//! Browser `localStorage` implementation for WebAssembly.

use super::{Storage, StorageError, StorageResult};

/// Prefix applied to every key so collections don't collide with other apps
/// on the same origin.
const KEY_PREFIX: &str = "dragstyle.";

/// `localStorage`-backed storage for WebAssembly.
///
/// Not Send/Sync: WASM is single-threaded and the handle is a JS object.
pub struct LocalStorage {
    storage: web_sys::Storage,
}

impl LocalStorage {
    /// Open the window's local storage.
    pub fn new() -> StorageResult<Self> {
        let window =
            web_sys::window().ok_or_else(|| StorageError::Other("No window object".to_string()))?;
        let storage = window
            .local_storage()
            .map_err(|e| StorageError::Other(format!("localStorage error: {:?}", e)))?
            .ok_or_else(|| StorageError::Other("localStorage not available".to_string()))?;
        Ok(Self { storage })
    }

    fn prefixed(key: &str) -> String {
        format!("{KEY_PREFIX}{key}")
    }
}

impl Storage for LocalStorage {
    fn load(&self, key: &str) -> StorageResult<Option<String>> {
        self.storage
            .get_item(&Self::prefixed(key))
            .map_err(|e| StorageError::Io(format!("Failed to read {}: {:?}", key, e)))
    }

    fn save(&self, key: &str, value: &str) -> StorageResult<()> {
        self.storage
            .set_item(&Self::prefixed(key), value)
            .map_err(|e| StorageError::Io(format!("Failed to write {}: {:?}", key, e)))
    }

    fn delete(&self, key: &str) -> StorageResult<()> {
        self.storage
            .remove_item(&Self::prefixed(key))
            .map_err(|e| StorageError::Io(format!("Failed to delete {}: {:?}", key, e)))
    }
}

**About this task:**
In the material above, how many lines include the string "format"? Please reply with the number only.

**Output for this exercise:**
5